Opinion: The Fed’s Emergency Rate Cut Proves The Current Financial System is Helpless And In Panic

The world economy is in a state of emergency. Stocks are plunging continuously as investors are timid of the spreading novel coronavirus. While China appears to have managed to handle the situation and reports close to zero cases on a daily basis, countries from the European Union and the US see exponential increases.

In yet another attempt to provide a helping hand to the markets, the US announced a second rate cut, bringing down interests to a near-zero. Additionally, the Fed will be buying at least $700 billion in bonds to assist the market’s function.

Speaking on the matter was Jerome Powell, Chairman of the US Federal Reserve, who said:

“We do know that the virus will run its course and that the U.S. economy will resume a normal level of activity. In the meantime, the Fed will continue to use our tools to support the flow of credit.”

However, it does look like the US is resorting to desperate measures to keep the economy afloat, hinting that the coronavirus might not be the real reason for the current crisis.

Using All Ammunitions At Once

A lot of investors considered the second emergency rate cut to be a “sign of desperation.” According to Terence Wong, CEO at Azure Capital, “it’s basically using up all their ammunition in a three-week span […] There’s nothing left.”

Wong brings up a good point. The coronavirus, assuming that’s the primary cause of the current crisis in the financial and stock markets, hasn’t run its course yet. Data shows that the US currently has 4141 reported cases, up more than 10% in the past 24 hours alone.

Keep in mind that these are reported cases only. The virus is highly contagious, and it spreads like wildfire. There are plenty of countries to prove this, especially in Western Europe.
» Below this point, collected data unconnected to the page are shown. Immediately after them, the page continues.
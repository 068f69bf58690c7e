use std::collections::HashMap;
use std::sync::Arc;

use crate::application::ports::{
    RenderError, ScratchStore, ScratchStoreError, TranscriptRenderer, TranscriptionError,
    TranscriptionOptions, TranscriptionService,
};
use crate::domain::{OutputFormat, RenderedDocument, SpeakerLabelMap};

use super::transcript_formatter::format_transcript;

/// Upload → transcribe → label → render, for a single request.
pub struct TranscriptionPipeline {
    transcription_service: Arc<dyn TranscriptionService>,
    scratch_store: Arc<dyn ScratchStore>,
    renderers: HashMap<OutputFormat, Arc<dyn TranscriptRenderer>>,
    speaker_labels: SpeakerLabelMap,
    options: TranscriptionOptions,
}

impl TranscriptionPipeline {
    pub fn new(
        transcription_service: Arc<dyn TranscriptionService>,
        scratch_store: Arc<dyn ScratchStore>,
        renderers: HashMap<OutputFormat, Arc<dyn TranscriptRenderer>>,
        speaker_labels: SpeakerLabelMap,
        options: TranscriptionOptions,
    ) -> Self {
        Self {
            transcription_service,
            scratch_store,
            renderers,
            speaker_labels,
            options,
        }
    }

    pub async fn process(
        &self,
        audio: &[u8],
        format: OutputFormat,
    ) -> Result<RenderedDocument, PipelineError> {
        let renderer = self
            .renderers
            .get(&format)
            .cloned()
            .ok_or(PipelineError::UnsupportedFormat(format))?;

        let text = self.transcribe_to_text(audio).await?;

        let bytes = renderer.render(&text)?;
        tracing::info!(
            format = %format,
            bytes = bytes.len(),
            "Transcript rendered"
        );

        Ok(RenderedDocument::new(bytes, format))
    }

    /// Stages the upload, runs transcription and releases the scratch file
    /// before returning, whatever the outcome.
    pub async fn transcribe_to_text(&self, audio: &[u8]) -> Result<String, PipelineError> {
        let scratch = self.scratch_store.stage(audio).await?;
        tracing::debug!(path = %scratch.path().display(), bytes = audio.len(), "Audio staged");

        let outcome = self
            .transcription_service
            .transcribe(scratch.path(), &self.options)
            .await;

        if let Err(e) = scratch.release() {
            tracing::warn!(error = %e, "Scratch file cleanup failed");
        }

        let transcript = outcome?;

        if transcript.is_error() {
            let detail = transcript
                .error
                .unwrap_or_else(|| "unknown error".to_string());
            tracing::warn!(error = %detail, "Transcription service reported an error");
            return Err(PipelineError::Service(detail));
        }

        tracing::info!(
            utterances = transcript.utterances.len(),
            "Transcription completed"
        );

        Ok(format_transcript(&transcript.utterances, &self.speaker_labels))
    }
}

#[derive(Debug, thiserror::Error)]
pub enum PipelineError {
    #[error("{0}")]
    Service(String),
    #[error("staging: {0}")]
    Staging(#[from] ScratchStoreError),
    #[error("transcription: {0}")]
    Transcription(#[from] TranscriptionError),
    #[error("rendering: {0}")]
    Rendering(#[from] RenderError),
    #[error("no renderer configured for {0}")]
    UnsupportedFormat(OutputFormat),
}

impl PipelineError {
    /// True when the provider itself reported the failure.
    pub fn is_service_error(&self) -> bool {
        matches!(self, Self::Service(_))
    }
}
mod docx_renderer;
mod plain_text_renderer;
mod renderer_factory;

pub use docx_renderer::DocxRenderer;
pub use plain_text_renderer::PlainTextRenderer;
pub use renderer_factory::RendererFactory;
Italy, Spain, Germany, France, Switzerland, Sweden, Belgium, Austria, and almost every other country, are seeing exponential growth in the number of people infected and, as of yet, it shows no signs of slowing down.

Companies are still assessing and evaluating the extent of the virus and the impact that it would have.

Too Soon For Injections?

In light of the above, we may understand the extent of the outbreak in the US by the end of the month. And that’s perhaps a best-case scenario.

Assuming that this is true and that the virus is the reason behind the current market collapse, then there is absolutely no reason for investors to currently feel optimistic. What is more, this will continue unless there is some clarity on the overall spread of the virus and how it could (provided it can be) contained.

This means that the timing of the latest financial injection and the rate cut is off, to say the least. It seems as if the Government is pouring money while companies have no clear idea of how the business environment will look like next week, let alone any longer term.

Markets React

Don’t take the above for a fact, though, as numbers say it all. Following today’s market open, the S&P 500 is down a whopping 8.76%, at the time of this writing, while the Dow Jones Industrial Average lost more than 9%.

Gold is also down 1% today, as an ounce currently trades at $1,500.

The cryptocurrency markets are no exception. Contrary to what many people seemed to believe about Bitcoin acting as an uncorrelated hedge, the cryptocurrency charts a decline of above 5%, trading at slightly more than $5,000. Altcoins follow.

In any case, we’ve still to see how the markets will handle the current crisis, but if one thing is for sure – comparisons between now and the financial collapse of 2008 have already started to flood the Internet.